# Draw Network with attention

Using code from 

[1]`https://github.com/ericjang/draw` 

[2]`https://github.com/ikostrikov/TensorFlow-VAE-GAN-DRAW`

In [1]:
%matplotlib inline

#Plotting
import matplotlib
import matplotlib.pyplot as plt
import sys

#Tensor flow
import tensorflow as tf
from tensorflow.models.rnn.rnn_cell import LSTMCell
#Easy way to get the data :)
from tensorflow.examples.tutorials import mnist

import numpy as np
import os

#Most of these dimensinos are used from 
A,B = 28,28 # image width,height
img_size = B*A # the canvas size

#Using the parameters from [1], as many of these dimensions aren't explicitly mentioned in the paper
enc_size = 256 # number of hidden units / output size in LSTM
dec_size = 256

#Parameterizing the attention window:
read_n = 5 # read glimpse grid width/height
write_n = 5 # write glimpse grid width/height
read_size = 2*read_n*read_n 
write_size = write_n*write_n
z_size=10 # QSampler output size
T=10 # MNIST generation sequence length

#These are standard NN net parameters
batch_size=100 # training minibatch size
train_iters=5000
learning_rate=1e-3 # learning rate for optimizer
eps=1e-8 # epsilon for numerical stability

print "All parameters set"

All parameters set


# Variable roundup

## Encoder RNN

* x = raw data read from the mnist images
* x_hat = error image, x - sigmoid(c_(t-1)) [equation 3 in the paper]

* h = encoded data 

## Decoder RNN
* z = samples drawn from the latent distribution [equation 6 in the paper]

In [2]:
#Define all elementary functions needed:

# Incredible abstraction in Tensorflow!
# Define the LSTMCell
# Documentation: https://www.tensorflow.org/versions/r0.7/tutorials/recurrent/index.html
lstm_enc = LSTMCell(enc_size, read_size+dec_size) # encoder Op
lstm_dec = LSTMCell(dec_size, z_size) # decoder Op

DO_SHARE = None #See note below, this is a necessary hack for initialization

#And define operations with those LSTMs
def encode(state,input):
    with tf.variable_scope("encoder",reuse=DO_SHARE):
        return lstm_enc(input,state)
def decode(state,input):
    with tf.variable_scope("decoder",reuse=DO_SHARE):
        return lstm_dec(input, state)
    
#For the Draw network with attention, we paramteri
def attn_window(scope,h_dec,N):
    with tf.variable_scope(scope,reuse=DO_SHARE):
        params=linear(h_dec,5)
    gx_,gy_,log_sigma2,log_delta,log_gamma=tf.split(1,5,params)
    gx=(A+1)/2*(gx_+1)
    gy=(B+1)/2*(gy_+1)
    sigma2=tf.exp(log_sigma2)
    delta=(max(A,B)-1)/(N-1)*tf.exp(log_delta) # batch x N
    return filterbank(gx,gy,sigma2,delta,N)+(tf.exp(log_gamma),)

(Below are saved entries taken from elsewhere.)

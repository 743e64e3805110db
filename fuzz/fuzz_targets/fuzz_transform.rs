#![no_main]
use libfuzzer_sys::fuzz_target;

fuzz_target!(|data: &[u8]| {
    // The transform must never panic: arbitrary bytes either fail UTF-8
    // validation here or come back as a structured error.
    let input = match std::str::from_utf8(data) {
        Ok(input) => input,
        Err(_) => return,
    };

    match padrot::encode(input) {
        Ok(encoded) => {
            // Accepted inputs must round-trip and preserve length.
            assert_eq!(encoded.chars().count(), input.chars().count());
            assert_eq!(padrot::decode(&encoded).unwrap(), input);
        }
        Err(err) => {
            // String input can only be rejected for its value, never its type.
            assert_eq!(err.kind(), padrot::ErrorKind::Value);
        }
    }
});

def read(x,x_hat,h_dec_prev):
    Fx,Fy,gamma=attn_window("read",h_dec_prev,read_n)
    def filter_img(img,Fx,Fy,gamma,N):
        Fxt=tf.transpose(Fx,perm=[0,2,1])
        img=tf.reshape(img,[-1,B,A])
        glimpse=tf.batch_matmul(Fy,tf.batch_matmul(img,Fxt))
        glimpse=tf.reshape(glimpse,[-1,N*N])
        return glimpse*tf.reshape(gamma,[-1,1])
    x=filter_img(x,Fx,Fy,gamma,read_n) # batch x (read_n*read_n)
    x_hat=filter_img(x_hat,Fx,Fy,gamma,read_n)
    return tf.concat(1,[x,x_hat]) # concat along feature axis

def sampleQ(h_enc):
    """
    Samples Zt ~ normrnd(mu,sigma) via reparameterization trick for normal dist
    mu is (batch,z_size)
    """
    with tf.variable_scope("mu",reuse=DO_SHARE):
        mu=linear(h_enc,z_size)
    with tf.variable_scope("sigma",reuse=DO_SHARE):
        logsigma=linear(h_enc,z_size)
        sigma=tf.exp(logsigma)
    return (mu + sigma*e, mu, logsigma, sigma)

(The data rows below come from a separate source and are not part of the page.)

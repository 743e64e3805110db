//! Dynamically-typed entry points.
//!
//! Callers holding untyped data (a JSON field, a config value) go through
//! these; anything that is not a string fails with a type-kind error before
//! the transform runs.

use crate::cipher;
use crate::error::Error;
use serde_json::Value;

fn kind_name(value: &Value) -> &'static str {
    match value {
        Value::Null => "null",
        Value::Bool(_) => "boolean",
        Value::Number(_) => "number",
        Value::String(_) => "string",
        Value::Array(_) => "array",
        Value::Object(_) => "object",
    }
}

/// Encode a string-valued `Value`. Non-string values fail with a type error
/// naming the rejected kind.
pub fn encode_value(input: &Value) -> Result<String, Error> {
    match input {
        Value::String(s) => cipher::transform(s),
        other => Err(Error::NotText {
            found: kind_name(other),
        }),
    }
}

/// Decode a string-valued `Value`; the transform is its own inverse.
pub fn decode_value(input: &Value) -> Result<String, Error> {
    encode_value(input)
}
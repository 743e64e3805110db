//! padrot library API
//!
//! A fixed-alphabet substitution cipher (ROT13 extended to digits and a small
//! symbol set) whose execution profile does not depend on input length.
//!
//! Timing model:
//! - Every accepted call transforms a padded buffer of exactly 1000 slots and
//!   truncates the result, so two valid inputs of different lengths do the
//!   same work.
//! - Validation failures abort immediately; the failure path is not
//!   time-normalized.
//!
//! The transform is an involution: `decode` is literally `encode`, and
//! `encode(encode(s)) == s` for every accepted `s`. This is obfuscation, not
//! encryption; there is no key.

pub mod alphabet;
pub mod cipher;
pub mod error;
pub mod value;

// Re-export commonly used types for convenience
pub use cipher::{decode, encode};
pub use error::{Error, ErrorKind};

# The write function sans-attention is simply the linear Wx + b
def linear(x,output_dim):
    """
    affine transformation Wx+b
    assumes x.shape = (batch_size, num_features)
    """
    w=tf.get_variable("w", [x.get_shape()[1], output_dim]) 
    b=tf.get_variable("b", [output_dim], initializer=tf.constant_initializer(0.0))
    return tf.matmul(x,w)+b

#[equation 18 from the paper]
def write(h_dec):
    with tf.variable_scope("writeW",reuse=DO_SHARE):
        w=linear(h_dec,write_size) # batch x (write_n*write_n)
    N=write_n
    w=tf.reshape(w,[batch_size,N,N])
    Fx,Fy,gamma=attn_window("write",h_dec,write_n)
    Fyt=tf.transpose(Fy,perm=[0,2,1])
    wr=tf.batch_matmul(Fyt,tf.batch_matmul(w,Fx))
    wr=tf.reshape(wr,[batch_size,B*A])
    #gamma=tf.tile(gamma,[1,B*A])
    return wr*tf.reshape(1.0/gamma,[-1,1])


print "Functions defined."

Functions defined.


In [3]:

def filterbank(gx, gy, sigma2,delta, N):
    grid_i = tf.reshape(tf.cast(tf.range(N), tf.float32), [1, -1])
    mu_x = gx + (grid_i - N / 2 - 0.5) * delta # eq 19
    mu_y = gy + (grid_i - N / 2 - 0.5) * delta # eq 20
    a = tf.reshape(tf.cast(tf.range(A), tf.float32), [1, 1, -1])
    b = tf.reshape(tf.cast(tf.range(B), tf.float32), [1, 1, -1])
    mu_x = tf.reshape(mu_x, [-1, N, 1])
    mu_y = tf.reshape(mu_y, [-1, N, 1])
    sigma2 = tf.reshape(sigma2, [-1, 1, 1])
    Fx = tf.exp(-tf.square((a - mu_x) / (2*sigma2))) # 2*sigma2?
    Fy = tf.exp(-tf.square((b - mu_y) / (2*sigma2))) # batch x N x B
    # normalize, sum over A and B dims
    Fx=Fx/tf.maximum(tf.reduce_sum(Fx,2,keep_dims=True),eps)
    Fy=Fy/tf.maximum(tf.reduce_sum(Fy,2,keep_dims=True),eps)
    return Fx,Fy

#Initialize all variables
cs=[0]*T # sequence of canvases
mus,logsigmas,sigmas=[0]*T,[0]*T,[0]*T # gaussian params generated by SampleQ. We will need these for computing loss.
x = tf.placeholder(tf.float32,shape=(batch_size,img_size)) # input (batch_size * img_size)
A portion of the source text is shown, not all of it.